К счастью, эта проблема более или менее разрешилась, потому что Беатрис снова забеременела. Она волновалась из-за магазина, тревожилась из-за отсутствия мужа, и теперь стало ясно, что она не может его сопровождать куда бы то ни было. Пришлось просто принимать факты такими, как они есть, и ждать, что она родит сына.
Ребенок ни в коем случае не должен быть опять девочкой.
Эдвин Уильям Овертон родился в конце ноября, в самый разгар отвратительного тумана, который окутывает весь Хис, и ворота, ведущие на улицу, и каждую ступеньку лестницы у входной двери… В этом году туман свалил Уильяма в постель с приступом бронхиальной астмы. И сбежать куда-нибудь в теплый климат не представлялось возможным, потому что Беатрис была не в состоянии, а серьезная болезнь Уильяма могла перейти к его сыну.

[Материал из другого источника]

//! Deployment domain types.
//!
//! A deployment describes one cloud under test. Its admin and user
//! credentials are kept together in a single structured blob.

use chrono::{DateTime, Utc};
use serde::{Deserialize, Serialize};

use super::generate_uuid;
use crate::credentials::{CredentialKind, Credentials, CredentialsError};

/// Deployment type assigned when the caller does not provide one.
pub const DEFAULT_DEPLOYMENT_TYPE: &str = "openstack";

/// Lifecycle status of a deployment.
#[derive(Debug, Clone, Copy, PartialEq, Eq, Hash, Serialize, Deserialize)]
pub enum DeploymentStatus {
    #[serde(rename = "deploy->init")]
    DeployInit,
    #[serde(rename = "deploy->started")]
    DeployStarted,
    #[serde(rename = "deploy->subdeploy")]
    DeploySubdeploy,
    #[serde(rename = "deploy->finished")]
    DeployFinished,
    #[serde(rename = "deploy->failed")]
    DeployFailed,
    #[serde(rename = "deploy->inconsistent")]
    DeployInconsistent,
    #[serde(rename = "cleanup->started")]
    CleanupStarted,
    #[serde(rename = "cleanup->failed")]
    CleanupFailed,
    #[serde(rename = "cleanup->finished")]
    CleanupFinished,
}

impl DeploymentStatus {
    /// Parse a status from its stored string form.
    #[must_use]
    pub fn parse(s: &str) -> Option<Self> {
        match s {
            "deploy->init" => Some(Self::DeployInit),
            "deploy->started" => Some(Self::DeployStarted),
            "deploy->subdeploy" => Some(Self::DeploySubdeploy),
            "deploy->finished" => Some(Self::DeployFinished),
            "deploy->failed" => Some(Self::DeployFailed),
            "deploy->inconsistent" => Some(Self::DeployInconsistent),
            "cleanup->started" => Some(Self::CleanupStarted),
            "cleanup->failed" => Some(Self::CleanupFailed),
            "cleanup->finished" => Some(Self::CleanupFinished),
            _ => None,
        }
    }

    /// Convert status to its stored string form.
    #[must_use]
    pub const fn as_str(&self) -> &'static str {
        match self {
            Self::DeployInit => "deploy->init",
            Self::DeployStarted => "deploy->started",
            Self::DeploySubdeploy => "deploy->subdeploy",
            Self::DeployFinished => "deploy->finished",
            Self::DeployFailed => "deploy->failed",
            Self::DeployInconsistent => "deploy->inconsistent",
            Self::CleanupStarted => "cleanup->started",
            Self::CleanupFailed => "cleanup->failed",
            Self::CleanupFinished => "cleanup->finished",
        }
    }
}

impl std::fmt::Display for DeploymentStatus {
    fn fmt(&self, f: &mut std::fmt::Formatter<'_>) -> std::fmt::Result {
        write!(f, "{}", self.as_str())
    }
}

/// Admin and user credentials of a deployment, stored as one blob.
#[derive(Debug, Clone, Default, PartialEq, Serialize, Deserialize)]
#[serde(default)]
pub struct DeploymentCredentials {
    pub admin: Option<serde_json::Map<String, serde_json::Value>>,
    pub users: Vec<serde_json::Map<String, serde_json::Value>>,
}

/// A persisted deployment.
#[derive(Debug, Clone, PartialEq, Serialize, Deserialize)]
pub struct Deployment {
    pub id: i64,
    pub uuid: String,
    pub parent_uuid: Option<String>,
    pub name: String,
    #[serde(rename = "type")]
    pub deployment_type: String,
    pub status: DeploymentStatus,
    pub config: serde_json::Value,
    pub credentials: DeploymentCredentials,
    pub started_at: Option<DateTime<Utc>>,
    pub completed_at: Option<DateTime<Utc>>,
    pub created_at: DateTime<Utc>,
    pub updated_at: DateTime<Utc>,
}

impl Deployment {
    /// The credential kind selected by this deployment's type.
    pub fn credential_kind(&self) -> Result<CredentialKind, CredentialsError> {
        CredentialKind::parse(&self.deployment_type)
            .ok_or_else(|| CredentialsError::UnknownKind(self.deployment_type.clone()))
    }

    /// Validate the stored admin blob against the schema of this deployment's type.
    ///
    /// Returns `Ok(None)` when the deployment has no admin credentials.
    pub fn admin_credentials(&self) -> Result<Option<Credentials>, CredentialsError> {
        let Some(admin) = self.credentials.admin.clone() else {
            return Ok(None);
        };
        Credentials::build(self.credential_kind()?, admin).map(Some)
    }

    /// Validate every stored user blob against the schema of this deployment's type.
    pub fn user_credentials(&self) -> Result<Vec<Credentials>, CredentialsError> {
        let kind = self.credential_kind()?;
        self.credentials
            .users
            .iter()
            .cloned()
            .map(|user| Credentials::build(kind, user))
            .collect()
    }
}

/// Data for creating a new deployment.
#[derive(Debug, Clone)]
pub struct NewDeployment {
    pub uuid: String,
    pub name: String,
    pub parent_uuid: Option<String>,
    pub deployment_type: String,
    pub status: DeploymentStatus,
    pub config: serde_json::Value,
    pub credentials: DeploymentCredentials,
}

impl NewDeployment {
    /// A top-level `openstack` deployment in `deploy->init` status.
    pub fn new(name: impl Into<String>) -> Self {
        Self {
            uuid: generate_uuid(),
            name: name.into(),
            parent_uuid: None,
            deployment_type: DEFAULT_DEPLOYMENT_TYPE.to_string(),
            status: DeploymentStatus::DeployInit,
            config: serde_json::Value::Object(serde_json::Map::new()),
            credentials: DeploymentCredentials::default(),
        }
    }

    #[must_use]
    pub fn with_parent(mut self, parent_uuid: impl Into<String>) -> Self {
        self.parent_uuid = Some(parent_uuid.into());
        self
    }

    #[must_use]
    pub fn with_config(mut self, config: serde_json::Value) -> Self {
        self.config = config;
        self
    }

    #[must_use]
    pub fn with_credentials(mut self, credentials: DeploymentCredentials) -> Self {
        self.credentials = credentials;
        self
    }

    #[must_use]
    pub fn with_type(mut self, deployment_type: impl Into<String>) -> Self {
        self.deployment_type = deployment_type.into();
        self
    }
}

/// Partial update for a deployment.
///
/// The UUID is not part of the update surface; a deployment keeps its
/// identity for its whole life.
#[derive(Debug, Clone, Default)]
pub struct DeploymentUpdate {
    pub name: Option<String>,
    pub status: Option<DeploymentStatus>,
    pub deployment_type: Option<String>,
    pub config: Option<serde_json::Value>,
    pub credentials: Option<DeploymentCredentials>,
    pub parent_uuid: Option<Option<String>>,
    pub started_at: Option<Option<DateTime<Utc>>>,
    pub completed_at: Option<Option<DateTime<Utc>>>,
}

impl DeploymentUpdate {
    /// An update that only changes the status.
    #[must_use]
    pub fn status(status: DeploymentStatus) -> Self {
        Self {
            status: Some(status),
            ..Self::default()
        }
    }

    /// Merge this update onto an existing deployment.
    pub fn apply(self, deployment: &mut Deployment) {
        if let Some(name) = self.name {
            deployment.name = name;
        }
        if let Some(status) = self.status {
            deployment.status = status;
        }
        if let Some(deployment_type) = self.deployment_type {
            deployment.deployment_type = deployment_type;
        }
        if let Some(config) = self.config {
            deployment.config = config;
        }
        if let Some(credentials) = self.credentials {
            deployment.credentials = credentials;
        }
        if let Some(parent_uuid) = self.parent_uuid {
            deployment.parent_uuid = parent_uuid;
        }
        if let Some(started_at) = self.started_at {
            deployment.started_at = started_at;
        }
        if let Some(completed_at) = self.completed_at {
            deployment.completed_at = completed_at;
        }
    }
}
//! `SQLite` implementation of the `VerificationRepository` trait.

use async_trait::async_trait;
use chrono::Utc;
use serde_json::Value;
use sqlx::{SqliteConnection, SqlitePool};

use rally_core::{
    EntityKind, RepositoryError, Verification, VerificationRepository, VerificationResult,
    VerificationStatus, VerificationUpdate, generate_uuid,
};

use super::row_mappers::{
    VERIFICATION_COLUMNS, VERIFICATION_RESULT_COLUMNS, VerificationResultRow, VerificationRow,
    Violation, collect, encode_json, storage, violation,
};

async fn fetch_verification(
    conn: &mut SqliteConnection,
    uuid: &str,
) -> Result<Verification, RepositoryError> {
    let row: VerificationRow = sqlx::query_as(&format!(
        "SELECT {VERIFICATION_COLUMNS} FROM verifications WHERE uuid = ?"
    ))
    .bind(uuid)
    .fetch_optional(&mut *conn)
    .await
    .map_err(storage)?
    .ok_or_else(|| RepositoryError::not_found(EntityKind::Verification, uuid))?;
    row.try_into()
}

/// `SQLite` implementation of the `VerificationRepository` trait.
pub struct SqliteVerificationRepository {
    pool: SqlitePool,
}

impl SqliteVerificationRepository {
    /// Create a new `SQLite` verification repository.
    pub fn new(pool: SqlitePool) -> Self {
        Self { pool }
    }
}

#[async_trait]
impl VerificationRepository for SqliteVerificationRepository {
    async fn create(&self, deployment_uuid: &str) -> Result<Verification, RepositoryError> {
        let now = Utc::now();
        let row: VerificationRow = sqlx::query_as(&format!(
            "INSERT INTO verifications (uuid, deployment_uuid, status, created_at, updated_at)
             VALUES (?, ?, ?, ?, ?)
             RETURNING {VERIFICATION_COLUMNS}"
        ))
        .bind(generate_uuid())
        .bind(deployment_uuid)
        .bind(VerificationStatus::Init.as_str())
        .bind(now)
        .bind(now)
        .fetch_one(&self.pool)
        .await
        .map_err(|e| match violation(&e) {
            Violation::ForeignKey => {
                RepositoryError::not_found(EntityKind::Deployment, deployment_uuid)
            }
            _ => storage(e),
        })?;

        row.try_into()
    }

    async fn get(&self, uuid: &str) -> Result<Verification, RepositoryError> {
        let mut conn = self.pool.acquire().await.map_err(storage)?;
        fetch_verification(&mut conn, uuid).await
    }

    async fn update(
        &self,
        uuid: &str,
        update: VerificationUpdate,
    ) -> Result<Verification, RepositoryError> {
        let mut tx = self.pool.begin().await.map_err(storage)?;
        let mut verification = fetch_verification(&mut tx, uuid).await?;
        update.apply(&mut verification);
        verification.updated_at = Utc::now();

        sqlx::query(
            "UPDATE verifications
             SET status = ?, set_name = ?, tests = ?, failures = ?, errors = ?, time = ?,
                 updated_at = ?
             WHERE id = ?",
        )
        .bind(verification.status.as_str())
        .bind(&verification.set_name)
        .bind(verification.tests)
        .bind(verification.failures)
        .bind(verification.errors)
        .bind(verification.time)
        .bind(verification.updated_at)
        .bind(verification.id)
        .execute(&mut *tx)
        .await
        .map_err(storage)?;

        tx.commit().await.map_err(storage)?;
        Ok(verification)
    }

    async fn list(
        &self,
        status: Option<VerificationStatus>,
    ) -> Result<Vec<Verification>, RepositoryError> {
        let rows: Vec<VerificationRow> = match status {
            Some(status) => {
                sqlx::query_as(&format!(
                    "SELECT {VERIFICATION_COLUMNS} FROM verifications WHERE status = ? ORDER BY id"
                ))
                .bind(status.as_str())
                .fetch_all(&self.pool)
                .await
            }
            None => {
                sqlx::query_as(&format!(
                    "SELECT {VERIFICATION_COLUMNS} FROM verifications ORDER BY id"
                ))
                .fetch_all(&self.pool)
                .await
            }
        }
        .map_err(storage)?;

        collect(rows)
    }

    async fn delete(&self, uuid: &str) -> Result<(), RepositoryError> {
        let result = sqlx::query("DELETE FROM verifications WHERE uuid = ?")
            .bind(uuid)
            .execute(&self.pool)
            .await
            .map_err(storage)?;

        if result.rows_affected() == 0 {
            return Err(RepositoryError::not_found(EntityKind::Verification, uuid));
        }
        Ok(())
    }

    async fn create_result(
        &self,
        verification_uuid: &str,
        data: Value,
    ) -> Result<VerificationResult, RepositoryError> {
        let now = Utc::now();
        let row: VerificationResultRow = sqlx::query_as(&format!(
            "INSERT INTO verification_results (verification_uuid, data, created_at, updated_at)
             VALUES (?, ?, ?, ?)
             RETURNING {VERIFICATION_RESULT_COLUMNS}"
        ))
        .bind(verification_uuid)
        .bind(encode_json(&data)?)
        .bind(now)
        .bind(now)
        .fetch_one(&self.pool)
        .await
        .map_err(|e| match violation(&e) {
            Violation::ForeignKey => {
                RepositoryError::not_found(EntityKind::Verification, verification_uuid)
            }
            _ => storage(e),
        })?;

        row.try_into()
    }

    async fn get_result(
        &self,
        verification_uuid: &str,
    ) -> Result<VerificationResult, RepositoryError> {
        let row: VerificationResultRow = sqlx::query_as(&format!(
            "SELECT {VERIFICATION_RESULT_COLUMNS} FROM verification_results
             WHERE verification_uuid = ? ORDER BY id LIMIT 1"
        ))
        .bind(verification_uuid)
        .fetch_optional(&self.pool)
        .await
        .map_err(storage)?
        .ok_or_else(|| {
            RepositoryError::not_found(EntityKind::VerificationResult, verification_uuid)
        })?;

        row.try_into()
    }
}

«Кто может сказать, как повлияет погода на невинное существо – новорожденного? – опасалась Беатрис. – Или он просто унаследует хрупкость своего отца?» Но так или иначе, а первые шесть недель у Эдвина были борьбой за выживание, и когда он почувствовал себя более уверенным существом, появившимся на земле, его дедушку, неосмотрительного старого человека, постиг второй удар. Это не означало ничего другого, как то, что Беатрис должна идти в магазин.

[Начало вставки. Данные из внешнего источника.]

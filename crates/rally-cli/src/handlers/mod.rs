//! Command handlers.
//!
//! Each handler receives the composed dependencies and returns its output
//! instead of printing, so `main` owns stdout and stderr.

pub mod db;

– Ты никогда не отрывалась от него, если говорить правду, – сказал Уильям не то чтобы разгневанный, но несколько более раздраженный, что было обычно для него. Он был еще полуинвалид от этого скверного приступа астмы, и следовало простить его вспыльчивость.

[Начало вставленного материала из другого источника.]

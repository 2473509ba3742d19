//! 3177d36ea270: add the workers table.

use async_trait::async_trait;
use sqlx::SqliteConnection;

use crate::migrations::schema;
use crate::migrations::{MigrationError, Revision};

pub struct AddWorkers;

#[async_trait]
impl Revision for AddWorkers {
    fn id(&self) -> &'static str {
        "3177d36ea270"
    }

    fn down_revision(&self) -> Option<&'static str> {
        Some("9a17990786a2")
    }

    fn message(&self) -> &'static str {
        "Add workers table"
    }

    async fn upgrade(&self, conn: &mut SqliteConnection) -> Result<(), MigrationError> {
        sqlx::query(&schema::workers("workers"))
            .execute(&mut *conn)
            .await?;
        Ok(())
    }

    async fn downgrade(&self, conn: &mut SqliteConnection) -> Result<(), MigrationError> {
        sqlx::query("DROP TABLE workers").execute(&mut *conn).await?;
        Ok(())
    }
}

Беатрис ослабела после вторых трудных родов. (Казалось, все ее уютное окружение не помогло ей создать облик идеальной женщины, предназначенной рожать детей.) Она пыталась установить мирное течение дел в доме.
У Нэнни с появлением нового хрупкого ребенка забот было по горло, потребовалось взять помощницу няни, чтобы она ответственно относилась к прогулкам Флоренс, и теперь дом действительно стал маловат. Зеркальную комнату, предложила Беатрис, на дневные часы надо превратить в детскую. Это жалко, но зеркальная комната всегда была очаровательной глупостью и совершенно бесполезной. Теперь, когда появился сын, у нее было больше оправдания, чтобы продать коллекцию зеркал и переделать ее в детскую. Она знала, что ее ожидает упорное сопротивление.
Миссис Овертон так и сказала, что это преступление. Зеркала над камином долгое время принадлежали Марии-Антуанетте. Бланш Овертон смотрела в них и представляла, какое лицо у последней королевы, которую она видела. Лично Беатрис не верила, что Бланш Овертон, глядя в зеркало, видела какое-нибудь другое лицо, кроме своего. Сентиментальные аргументы не произвели на нее впечатления. Зеркальная комната вместе с неприятными воспоминаниями была разрушена.
Если миссис Овертон не одобряет это, значит, она не думает о собственном внуке. Она находила его совершенно восхитительным и отмечала, что он более красив, чем его сестра; он истинный Овертон.
Когда Джошуа Боннингтон был еще в сознании, прежде чем навсегда закрыть глаза, ему показали мальчика. Вероятно, у него была склонность к апоплексии, и второй удар оказался жестоким. Он потерял речь, и левую сторону парализовало сильнее, чем правую. Он мог сообщаться с внешним миром только время от времени, случайно написав каракулями на дощечке свою просьбу. Специалист с Харлей-стрит, светило, которого позвали, подал ему маленькую надежду.